Three particles of equal masses are placed at the corners of an equilateral triangle as shown in the figure. Now particle `A` starts with a velocity `v_(1)` towards line `AB`, particle `B` starts with a velocity `v_(2)` towards line `BC` and particle `C` starts with velocity `v_(3)` towards line `CA`. The displacement of `CM` of three particle `A, B` and `C` after time `t` will be (given if `v_(1)=v_(2)=v_(3))`

First we write the three velocities in vectorial form, taking right direction as positive x-axis and upwards as positive y-axis.

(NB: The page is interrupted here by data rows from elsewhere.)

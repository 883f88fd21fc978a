use serde::{Deserialize, Serialize};

/// Configuration for a [`DeepMerger`](crate::DeepMerger).
#[derive(Clone, Debug, Default, PartialEq, Eq, Serialize, Deserialize)]
#[serde(default)]
pub struct MergeConfig {
    /// Maximum nesting depth below the target. `None` means unbounded, so
    /// very deep sources are limited only by the call stack.
    pub max_depth: Option<usize>,
    /// When `true`, nested `undefined` values are not written to the target.
    pub skip_undefined_values: bool,
}

impl MergeConfig {
    /// Configuration bounded to `max_depth` levels of nesting.
    pub fn bounded(max_depth: usize) -> Self {
        Self {
            max_depth: Some(max_depth),
            ..Default::default()
        }
    }
}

`v_(1)=-(1)/(2)v_(1)hat"i"-(sqrt3)/(2)v_(1)hat"j"`
`v_(2)=v_(2)hat"i"`
`v_(3)=-(1)/(2)v_(3)hat"i"+(sqrt3)/(2)v_(3)hat"j"`
Thus the velocity of certre of mass of the system is, `vecv=(m_(1)vecv_(1)+m_(2)vecv_(2)+m_(3)vecv_(3))/(m_(1)+m_(2)+m_(3))`
`vec"v"_("cm")=(vecv_(1)+vecv_(2)+vecv_(3))/(3)`
`vec"v"_("cm")=((v_(2)-(1)/(2)v_(1)-(1)/(2)v_(3))hati+(sqrt3)/(2)(v_(3)-v_(1))j)/(3)`
Which can be written as `vec"v"_(cm)=v_(x)hat"i"+v_(y)hat"j"`
Thus displacement of the centre of mass in time `t` is `Deltar=v_(x)that"i"+v_(y)that"j"`
If `v_(1)=v_(2)=v_(3)=v` we have `vec"v"_(cm)=0`
Therefore no displacement of centre of mass of the system.